//! Per-session channel state.

use parking_lot::Mutex;
use shared_crypto::SecretKey;
use shared_types::SessionId;
use std::sync::atomic::{AtomicBool, Ordering};

/// Which way a frame travels.
#[derive(Debug, Clone, Copy, PartialEq, Eq, Hash)]
pub enum Direction {
    /// Job publications.
    MasterToMinion,
    /// Job returns.
    MinionToMaster,
}

impl Direction {
    /// Nonce/AAD prefix distinguishing the two directions.
    #[must_use]
    pub const fn tag(self) -> [u8; 4] {
        match self {
            Direction::MasterToMinion => *b"m2n\0",
            Direction::MinionToMaster => *b"n2m\0",
        }
    }

    const fn index(self) -> usize {
        match self {
            Direction::MasterToMinion => 0,
            Direction::MinionToMaster => 1,
        }
    }
}

/// Key, counters and revocation flag of one session.
///
/// Shared by `Arc` between the connection task, the job bus and the session
/// registry. All counters are internally synchronized.
pub struct ChannelState {
    session_id: SessionId,
    key: SecretKey,
    revoked: AtomicBool,
    /// Last sequence sent, per direction.
    sent: [Mutex<u64>; 2],
    /// Last sequence accepted, per direction.
    accepted: [Mutex<u64>; 2],
}

impl ChannelState {
    /// Fresh state; both counters start at zero so the first frame is seq 1.
    #[must_use]
    pub fn new(session_id: SessionId, key: SecretKey) -> Self {
        Self {
            session_id,
            key,
            revoked: AtomicBool::new(false),
            sent: [Mutex::new(0), Mutex::new(0)],
            accepted: [Mutex::new(0), Mutex::new(0)],
        }
    }

    /// Session this state belongs to.
    #[must_use]
    pub fn session_id(&self) -> SessionId {
        self.session_id
    }

    /// Mark revoked. Idempotent.
    pub fn revoke(&self) {
        self.revoked.store(true, Ordering::SeqCst);
    }

    /// Whether the channel was revoked.
    #[must_use]
    pub fn is_revoked(&self) -> bool {
        self.revoked.load(Ordering::SeqCst)
    }

    /// Highest sequence accepted so far in `direction`.
    #[must_use]
    pub fn last_accepted(&self, direction: Direction) -> u64 {
        *self.accepted[direction.index()].lock()
    }

    pub(crate) fn key(&self) -> &SecretKey {
        &self.key
    }

    pub(crate) fn sent_counter(&self, direction: Direction) -> &Mutex<u64> {
        &self.sent[direction.index()]
    }

    pub(crate) fn accepted_counter(&self, direction: Direction) -> &Mutex<u64> {
        &self.accepted[direction.index()]
    }
}

impl std::fmt::Debug for ChannelState {
    fn fmt(&self, f: &mut std::fmt::Formatter<'_>) -> std::fmt::Result {
        f.debug_struct("ChannelState")
            .field("session_id", &self.session_id)
            .field("revoked", &self.is_revoked())
            .finish_non_exhaustive()
    }
}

● ● ● ●

* _Problem statement_:
Each line in the data where the string "const" occurs should be identified and copied.

* _Problem solution_:
    pub const fn tag(self) -> [u8; 4] {
    const fn index(self) -> usize {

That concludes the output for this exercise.